Стряхнул руку боярского прихвостня с плеча, прошел вперед. Подумал:
«Словно татя меня поймали!»
– Ты нашим боярином не брезгуй! – говорил мужик дорогою. – Он у самого князя Ярослава в чести! Зовет, стало, надобно ему. Ты кто? Смерд. А он – боярин!
Олекса молчал. Старался собрать мысли: «О Дмитровом железе знает ли?
Дмитр бы не подвел. Ну, а коли так, виру заплачу ему, псу!» Когда решил полегчало.
Перед крыльцом Ратиборова терема Олекса приосанился. Постарался, всходя по ступеням, подавить тревогу.
Ратибор принял сразу, ждал. Олекса совсем повеселел. Ступив в горницу, снял шапку, степенно перекрестился на икону, после уже перевел глаза на Ратибора. Тот сидел на лавке и, усмехаясь, с издевкою глядел на купца, как будто подгонял: «Ну, ну, еще! Что ж ты? Смелее! Еще чуток!»
Мужику Ратибор махнул рукавом, не глядя: не нужен! Тот вышел.

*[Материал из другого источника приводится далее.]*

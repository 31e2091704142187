// Copyright 2026, Jeroen van Erp <jeroen@geeko.me>
// SPDX-License-Identifier: Apache-2.0

//! Named cluster connections and the kubeconfig plumbing that produces them

use std::fmt;

use kube::config::{KubeConfigOptions, Kubeconfig};
use kube::{Client, Config as KConfig};
use tracing::{debug, info, instrument};

use crate::error::{HarnessError, Result};

/// A named connection to one cluster.
///
/// Cloning is cheap; all clones share the underlying client.
#[derive(Clone)]
pub struct ClusterContext {
    name: String,
    client: Client,
}

impl ClusterContext {
    pub fn new(name: impl Into<String>, client: Client) -> Self {
        Self {
            name: name.into(),
            client,
        }
    }

    pub fn name(&self) -> &str {
        &self.name
    }

    pub fn client(&self) -> &Client {
        &self.client
    }

    /// Connect using the in-cluster environment or the local kubeconfig, whichever applies
    #[instrument(skip_all, fields(context = %name))]
    pub async fn infer(name: &str) -> Result<Self> {
        let config = KConfig::infer()
            .await
            .map_err(|e| HarnessError::Kubeconfig(format!("Failed to infer config: {}", e)))?;
        debug!("Inferred cluster URL {}", config.cluster_url);
        Self::from_config(name, config)
    }

    /// Connect through a named context of the local kubeconfig
    #[instrument(skip_all, fields(context = %kube_context))]
    pub async fn from_kubeconfig_context(name: &str, kube_context: &str) -> Result<Self> {
        let options = KubeConfigOptions {
            context: Some(kube_context.to_string()),
            ..Default::default()
        };
        let config = KConfig::from_kubeconfig(&options).await.map_err(|e| {
            HarnessError::Kubeconfig(format!(
                "Failed to load kubeconfig context '{}': {}",
                kube_context, e
            ))
        })?;
        Self::from_config(name, config)
    }

    /// Connect through the current context of a kubeconfig document
    pub async fn from_kubeconfig_yaml(name: &str, kubeconfig: &str) -> Result<Self> {
        let parsed = Kubeconfig::from_yaml(kubeconfig)
            .map_err(|e| HarnessError::Kubeconfig(format!("Failed to parse kubeconfig: {}", e)))?;

        let config = KConfig::from_custom_kubeconfig(parsed, &KubeConfigOptions::default())
            .await
            .map_err(|e| HarnessError::Kubeconfig(format!("Failed to create config: {}", e)))?;
        Self::from_config(name, config)
    }

    fn from_config(name: &str, config: KConfig) -> Result<Self> {
        info!("Connecting context '{}' to {}", name, config.cluster_url);
        let client = Client::try_from(config)
            .map_err(|e| HarnessError::Kubeconfig(format!("Failed to create client: {}", e)))?;
        Ok(Self::new(name, client))
    }
}

impl fmt::Debug for ClusterContext {
    fn fmt(&self, f: &mut fmt::Formatter<'_>) -> fmt::Result {
        f.debug_struct("ClusterContext")
            .field("name", &self.name)
            .finish_non_exhaustive()
    }
}
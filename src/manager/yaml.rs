// Copyright 2026, Jeroen van Erp <jeroen@geeko.me>
// SPDX-License-Identifier: Apache-2.0
use std::path::{Path, PathBuf};

use kube::api::DynamicObject;
use tracing::debug;

use super::tracking::TestScope;
use crate::error::Result;
use crate::resources::ResourceRef;

/// Write `object` to `<dir>/<scope>/<Kind>-<namespace>-<name>.yaml`
pub(crate) async fn store(
    dir: &Path,
    scope: &TestScope,
    reference: &ResourceRef,
    object: &DynamicObject,
) -> Result<PathBuf> {
    let scope_dir = dir.join(sanitize(scope.as_str()));
    tokio::fs::create_dir_all(&scope_dir).await?;

    let path = scope_dir.join(file_name(reference));
    let yaml = serde_yaml::to_string(object)?;
    tokio::fs::write(&path, yaml).await?;

    debug!(path = %path.display(), "Stored resource snapshot");
    Ok(path)
}

fn file_name(reference: &ResourceRef) -> String {
    let stem = match &reference.namespace {
        Some(ns) => format!("{}-{}-{}", reference.kind, ns, reference.name),
        None => format!("{}-{}", reference.kind, reference.name),
    };
    format!("{}.yaml", sanitize(&stem))
}

fn sanitize(segment: &str) -> String {
    segment
        .chars()
        .map(|c| match c {
            'a'..='z' | 'A'..='Z' | '0'..='9' | '-' | '_' | '.' => c,
            _ => '_',
        })
        .collect()
}
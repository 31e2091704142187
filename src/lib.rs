// Copyright 2026, Jeroen van Erp <jeroen@geeko.me>
// SPDX-License-Identifier: Apache-2.0

//! Resource lifecycle harness for tests that drive a live Kubernetes cluster.
//!
//! Tests create resources through a [`ResourceManager`], which waits for each to
//! converge and removes everything a test scope created, newest first, when the
//! scope is swept.

pub mod config;
pub mod constants;
pub mod error;
pub mod kubernetes;
pub mod logging;
pub mod manager;
pub mod resources;
pub mod types;
pub mod wait;

#[cfg(test)]
mod test_utils;

pub use config::Config;
pub use error::{HarnessError, Result};
pub use kubernetes::ClusterContext;
pub use manager::{ResourceManager, TestScope, WaitSettings};
pub use resources::{
    to_dynamic, KubeResourceType, ResourceCondition, ResourceHandle, ResourceRef, ResourceType,
    ResourceTypeRegistry,
};
pub use wait::{Probe, Wait, WaitHandle};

– Что ж не прощаешь, купец, чего тебя привели?
– Усадил бы сначала!
Ратибор поднял бровь, побледнел, зрачки наглых, навыкате глаз застыли.
– Садись! – переломил себя, усмехнулся снова. – А ты с норовом, видать, купец! Люблю!

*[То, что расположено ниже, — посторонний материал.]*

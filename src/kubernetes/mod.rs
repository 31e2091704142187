// Copyright 2026, Jeroen van Erp <jeroen@geeko.me>
// SPDX-License-Identifier: Apache-2.0

//! Cluster connections used by the lifecycle manager.

pub mod context;

pub use context::ClusterContext;
// Copyright 2026, Jeroen van Erp <jeroen@geeko.me>
// SPDX-License-Identifier: Apache-2.0

/// Name of the context the manager is built with
pub const DEFAULT_CONTEXT: &str = "default";

/// Scope used for resources created before any test scope is set
pub const GLOBAL_SCOPE: &str = "global";

/// Wait engine defaults
pub mod wait {
    use std::time::Duration;

    pub const POLL_INTERVAL: Duration = Duration::from_secs(1);
    pub const READINESS_TIMEOUT: Duration = Duration::from_secs(180);
    pub const DELETION_TIMEOUT: Duration = Duration::from_secs(180);
    /// Poll intervals at or above this escalate repeated errors after two occurrences
    pub const LONG_POLL_INTERVAL: Duration = Duration::from_secs(60);
    /// Concurrent evaluations allowed across all deferred waits
    pub const ASYNC_WAIT_WORKERS: usize = 16;
}

/// Readiness budgets for kinds that converge slowly
pub mod readiness {
    use std::time::Duration;

    pub const DEPLOYMENT_TIMEOUT: Duration = Duration::from_secs(600);
    pub const SUBSCRIPTION_TIMEOUT: Duration = Duration::from_secs(600);
}

/// Attempts for a replace that keeps hitting optimistic-concurrency conflicts
pub const REPLACE_RETRIES: u32 = 3;
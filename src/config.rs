// Copyright 2026, Jeroen van Erp <jeroen@geeko.me>
// SPDX-License-Identifier: Apache-2.0
use anyhow::{Context, Result};
use std::env;
use std::path::PathBuf;
use std::str::FromStr;
use std::time::Duration;

use crate::constants;

/// Harness configuration loaded from environment variables
#[derive(Debug, Clone)]
pub struct Config {
    /// Interval between two evaluations of a ready check
    pub poll_interval: Duration,
    /// Default budget for a created resource to become ready
    pub readiness_timeout: Duration,
    /// Default budget for a deleted resource to disappear
    pub deletion_timeout: Duration,
    /// Whether teardown waits for deletions concurrently
    pub async_deletion: bool,
    pub async_wait_workers: usize,
    pub replace_retries: u32,
    /// Directory receiving YAML snapshots of every created resource
    pub store_yaml_dir: Option<PathBuf>,
}

impl Default for Config {
    fn default() -> Self {
        Config {
            poll_interval: constants::wait::POLL_INTERVAL,
            readiness_timeout: constants::wait::READINESS_TIMEOUT,
            deletion_timeout: constants::wait::DELETION_TIMEOUT,
            async_deletion: true,
            async_wait_workers: constants::wait::ASYNC_WAIT_WORKERS,
            replace_retries: constants::REPLACE_RETRIES,
            store_yaml_dir: None,
        }
    }
}

impl Config {
    /// Load configuration from environment variables
    pub fn from_env() -> Result<Self> {
        Self::from_lookup(|key| env::var(key).ok())
    }

    /// Load configuration from an arbitrary key lookup, falling back to defaults
    pub fn from_lookup(lookup: impl Fn(&str) -> Option<String>) -> Result<Self> {
        let defaults = Config::default();

        let poll_interval = parse::<u64>(&lookup, "TESTFRAME_POLL_INTERVAL_MS")?
            .map(Duration::from_millis)
            .unwrap_or(defaults.poll_interval);
        let readiness_timeout = parse::<u64>(&lookup, "TESTFRAME_READINESS_TIMEOUT_SECS")?
            .map(Duration::from_secs)
            .unwrap_or(defaults.readiness_timeout);
        let deletion_timeout = parse::<u64>(&lookup, "TESTFRAME_DELETION_TIMEOUT_SECS")?
            .map(Duration::from_secs)
            .unwrap_or(defaults.deletion_timeout);
        let async_deletion = parse::<bool>(&lookup, "TESTFRAME_ASYNC_DELETION")?
            .unwrap_or(defaults.async_deletion);
        let async_wait_workers = parse::<usize>(&lookup, "TESTFRAME_ASYNC_WAIT_WORKERS")?
            .unwrap_or(defaults.async_wait_workers);
        let replace_retries = parse::<u32>(&lookup, "TESTFRAME_REPLACE_RETRIES")?
            .unwrap_or(defaults.replace_retries);
        let store_yaml_dir = lookup("TESTFRAME_STORE_YAML_DIR")
            .filter(|dir| !dir.is_empty())
            .map(PathBuf::from);

        anyhow::ensure!(!poll_interval.is_zero(), "TESTFRAME_POLL_INTERVAL_MS must be greater than zero");
        anyhow::ensure!(async_wait_workers > 0, "TESTFRAME_ASYNC_WAIT_WORKERS must be greater than zero");

        Ok(Config {
            poll_interval,
            readiness_timeout,
            deletion_timeout,
            async_deletion,
            async_wait_workers,
            replace_retries,
            store_yaml_dir,
        })
    }
}

fn parse<T>(lookup: &dyn Fn(&str) -> Option<String>, key: &str) -> Result<Option<T>>
where
    T: FromStr,
    T::Err: std::error::Error + Send + Sync + 'static,
{
    lookup(key)
        .map(|raw| {
            raw.trim()
                .parse::<T>()
                .with_context(|| format!("{key} has an invalid value '{raw}'"))
        })
        .transpose()
}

– Любишь не любишь, того не ведаю. Звал-то зачем? – отмолвил Олекса, усаживаясь на лавку.
– Думаешь, за железо спрошу, что без виры провез? – негромко произнес Ратибор.
Олексу бросило в жар.
– Ве…
«Вестимо», – хотел сказать, поймал себя за язык, поперхнувшись, докончил:
– Ведать не ведою ничего.
– И что ты изменник, переветник немецкий, не ведаешь? Может, ты и того не знаешь, что отец твой немцам служил?

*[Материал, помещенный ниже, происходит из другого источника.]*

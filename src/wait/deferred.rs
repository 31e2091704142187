// Copyright 2026, Jeroen van Erp <jeroen@geeko.me>
// SPDX-License-Identifier: Apache-2.0
use std::future::Future;
use std::pin::Pin;
use std::sync::{Arc, OnceLock};
use std::task::{Context, Poll};

use tokio::sync::{oneshot, Semaphore};
use tokio::time::{sleep, Instant};
use tracing::debug;

use super::engine::Wait;
use super::Probe;
use crate::constants;
use crate::error::{HarnessError, Result};

/// Bounded set of permits shared by deferred waits.
///
/// Evaluations run as tasks on the ambient tokio runtime, so they never keep the
/// process alive; the pool only caps how many ready checks are in flight at once.
#[derive(Clone, Debug)]
pub struct WaitPool {
    permits: Arc<Semaphore>,
}

impl WaitPool {
    pub fn new(workers: usize) -> Self {
        Self {
            permits: Arc::new(Semaphore::new(workers.max(1))),
        }
    }

    /// The process-wide pool used when a wait does not name one
    pub fn shared() -> Self {
        static SHARED: OnceLock<WaitPool> = OnceLock::new();
        SHARED
            .get_or_init(|| WaitPool::new(constants::wait::ASYNC_WAIT_WORKERS))
            .clone()
    }

    pub fn available(&self) -> usize {
        self.permits.available_permits()
    }
}

/// Completion of a deferred wait.
///
/// Resolves to the wait's outcome. Dropping it, or calling [`WaitHandle::cancel`],
/// stops the scheduled chain before its next evaluation; an evaluation already in
/// flight is allowed to finish.
#[must_use = "dropping a WaitHandle cancels the wait"]
#[derive(Debug)]
pub struct WaitHandle {
    description: String,
    rx: oneshot::Receiver<Result<()>>,
}

impl WaitHandle {
    pub fn description(&self) -> &str {
        &self.description
    }

    pub fn cancel(self) {
        debug!(description = %self.description, "Deferred wait cancelled");
    }
}

impl Future for WaitHandle {
    type Output = Result<()>;

    fn poll(mut self: Pin<&mut Self>, cx: &mut Context<'_>) -> Poll<Self::Output> {
        match Pin::new(&mut self.rx).poll(cx) {
            Poll::Ready(Ok(outcome)) => Poll::Ready(outcome),
            Poll::Ready(Err(_)) => Poll::Ready(Err(HarnessError::WaitAbandoned(
                self.description.clone(),
            ))),
            Poll::Pending => Poll::Pending,
        }
    }
}

pub(super) fn spawn<F, Fut>(wait: Wait, ready_check: F) -> WaitHandle
where
    F: FnMut() -> Fut + Send + 'static,
    Fut: Future<Output = Probe> + Send + 'static,
{
    let (mut tx, rx) = oneshot::channel();
    let description = wait.description.clone();

    tokio::spawn(async move {
        if let Some(outcome) = run(wait, ready_check, &mut tx).await {
            // The handle may have been dropped while the last check was running
            let _ = tx.send(outcome);
        }
    });

    WaitHandle { description, rx }
}

/// Returns `None` when nobody is listening for the outcome any more.
async fn run<F, Fut>(
    mut wait: Wait,
    mut ready_check: F,
    tx: &mut oneshot::Sender<Result<()>>,
) -> Option<Result<()>>
where
    F: FnMut() -> Fut,
    Fut: Future<Output = Probe>,
{
    let pool = wait.pool.take().unwrap_or_else(WaitPool::shared);
    let cancel = wait.cancel.take();
    let deadline = Instant::now().checked_add(wait.timeout);

    loop {
        let pause = deadline.map_or(wait.poll_interval, |d| {
            wait.poll_interval.min(d.saturating_duration_since(Instant::now()))
        });
        tokio::select! {
            _ = tx.closed() => {
                debug!(description = %wait.description, "Deferred wait dropped, not rescheduling");
                return None;
            }
            _ = async {
                match &cancel {
                    Some(token) => token.cancelled().await,
                    None => std::future::pending::<()>().await,
                }
            } => {
                return Some(Ok(()));
            }
            _ = sleep(pause) => {}
        }

        if tx.is_closed() {
            return None;
        }

        let outcome = {
            let Ok(_permit) = pool.permits.acquire().await else {
                return Some(Err(HarnessError::WaitAbandoned(wait.description)));
            };
            ready_check().await
        };

        match outcome {
            Probe::Ready => return Some(Ok(())),
            Probe::NotReady => {}
            Probe::Transient(err) => {
                return Some(Err(HarnessError::PredicateFailed {
                    description: wait.description,
                    message: format!("{err:#}"),
                }));
            }
        }

        if deadline.is_some_and(|d| Instant::now() >= d) {
            if let Some(hook) = wait.on_timeout.take() {
                hook();
            }
            return Some(Err(HarnessError::ConvergenceTimeout {
                description: wait.description,
                timeout: wait.timeout,
            }));
        }
    }
}

#[cfg(test)]
mod tests {
    use super::*;
    use std::sync::atomic::{AtomicU32, Ordering};
    use std::time::Duration;

    #[tokio::test]
    async fn test_until_async_ready_after_five_polls() {
        let calls = Arc::new(AtomicU32::new(0));
        let counter = calls.clone();

        let handle = Wait::new("five polls")
            .poll_interval(Duration::from_millis(10))
            .timeout(Duration::from_secs(5))
            .until_async(move || {
                let count = counter.fetch_add(1, Ordering::SeqCst) + 1;
                async move { Probe::from(count == 5) }
            });

        assert!(handle.await.is_ok());
        assert_eq!(calls.load(Ordering::SeqCst), 5);
    }

    #[tokio::test]
    async fn test_until_async_always_false_times_out() {
        let handle = Wait::new("never")
            .poll_interval(Duration::from_millis(10))
            .timeout(Duration::from_millis(100))
            .until_async(|| async { Probe::NotReady });

        let result = tokio::time::timeout(Duration::from_secs(5), handle)
            .await
            .expect("deferred wait must not hang");

        match result {
            Err(HarnessError::ConvergenceTimeout { description, .. }) => {
                assert_eq!(description, "never");
            }
            other => panic!("expected ConvergenceTimeout, got {other:?}"),
        }
    }

    #[tokio::test]
    async fn test_until_async_does_not_sleep_past_deadline() {
        let start = std::time::Instant::now();

        let result = Wait::new("short budget")
            .poll_interval(Duration::from_millis(400))
            .timeout(Duration::from_millis(50))
            .until_async(|| async { Probe::NotReady })
            .await;

        assert!(matches!(result, Err(HarnessError::ConvergenceTimeout { .. })));
        let elapsed = start.elapsed();
        assert!(elapsed < Duration::from_millis(300), "took {elapsed:?}");
    }

    #[tokio::test]
    async fn test_until_async_accepts_unbounded_timeout() {
        let calls = Arc::new(AtomicU32::new(0));
        let counter = calls.clone();

        let handle = Wait::new("forever")
            .poll_interval(Duration::from_millis(5))
            .timeout(Duration::MAX)
            .until_async(move || {
                let count = counter.fetch_add(1, Ordering::SeqCst) + 1;
                async move { Probe::from(count >= 2) }
            });

        let result = tokio::time::timeout(Duration::from_secs(5), handle)
            .await
            .expect("deferred wait must not hang");
        assert!(result.is_ok());
        assert_eq!(calls.load(Ordering::SeqCst), 2);
    }

    #[tokio::test]
    async fn test_until_async_first_error_fails() {
        let calls = Arc::new(AtomicU32::new(0));
        let counter = calls.clone();

        let handle = Wait::new("broken check")
            .poll_interval(Duration::from_millis(10))
            .timeout(Duration::from_secs(5))
            .until_async(move || {
                counter.fetch_add(1, Ordering::SeqCst);
                async { Probe::Transient(anyhow::anyhow!("forbidden")) }
            });

        match handle.await {
            Err(HarnessError::PredicateFailed { message, .. }) => assert!(message.contains("forbidden")),
            other => panic!("expected PredicateFailed, got {other:?}"),
        }
        assert_eq!(calls.load(Ordering::SeqCst), 1);
    }

    #[tokio::test]
    async fn test_dropped_handle_stops_rescheduling() {
        let calls = Arc::new(AtomicU32::new(0));
        let counter = calls.clone();

        let handle = Wait::new("abandoned")
            .poll_interval(Duration::from_millis(10))
            .timeout(Duration::from_secs(5))
            .until_async(move || {
                counter.fetch_add(1, Ordering::SeqCst);
                async { Probe::NotReady }
            });

        sleep(Duration::from_millis(55)).await;
        handle.cancel();
        sleep(Duration::from_millis(30)).await;
        let after_cancel = calls.load(Ordering::SeqCst);
        sleep(Duration::from_millis(100)).await;

        assert_eq!(calls.load(Ordering::SeqCst), after_cancel);
    }

    #[tokio::test]
    async fn test_pool_limits_in_flight_checks() {
        let pool = WaitPool::new(1);
        let in_flight = Arc::new(AtomicU32::new(0));
        let max_seen = Arc::new(AtomicU32::new(0));

        let handles: Vec<WaitHandle> = (0..4)
            .map(|i| {
                let in_flight = in_flight.clone();
                let max_seen = max_seen.clone();
                Wait::new(format!("check {i}"))
                    .poll_interval(Duration::from_millis(5))
                    .timeout(Duration::from_secs(5))
                    .pool(pool.clone())
                    .until_async(move || {
                        let in_flight = in_flight.clone();
                        let max_seen = max_seen.clone();
                        async move {
                            let now = in_flight.fetch_add(1, Ordering::SeqCst) + 1;
                            max_seen.fetch_max(now, Ordering::SeqCst);
                            sleep(Duration::from_millis(10)).await;
                            in_flight.fetch_sub(1, Ordering::SeqCst);
                            Probe::Ready
                        }
                    })
            })
            .collect();

        for result in futures::future::join_all(handles).await {
            assert!(result.is_ok());
        }
        assert_eq!(max_seen.load(Ordering::SeqCst), 1);
        assert_eq!(pool.available(), 1);
    }
}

Олекса раскрыл рот и застыл.
– И кого ты даве с обозом привез, неведомо тебе?
Олекса молчал, горница закружилась в глазах.
– Вот что, купец, шутить не будем. За железо, что Озваду продал, заплатишь пять гривен. Мне заплатишь, за то, что промолчу. А коли другие узнают – на себя пеняй. А о другом…
– Отец, я – переветники?! – выдохнул наконец Олекса. Пять гривен сейчас для него мало что значили.
– Да, купец. Отец твой с Борисовой чадью, с изменником Твердятой дело имел.
– То когда было?! Да и не было того! Отец на Чудском сражался!
– Ну, давно ли, нет – яблоко от яблони недалеко падает! А чего тебя Жирослав, покойник, не тем будь помянут, так любил? Мотри, невесту высватал! Тоже давно было? Эх, купец! Железо ты продал, а одно ли железо привез из заморской земли? Сам прежде, а возы потом? А где ты половину обоза потерял-посеял? А что в тех было возах, железо, баешь?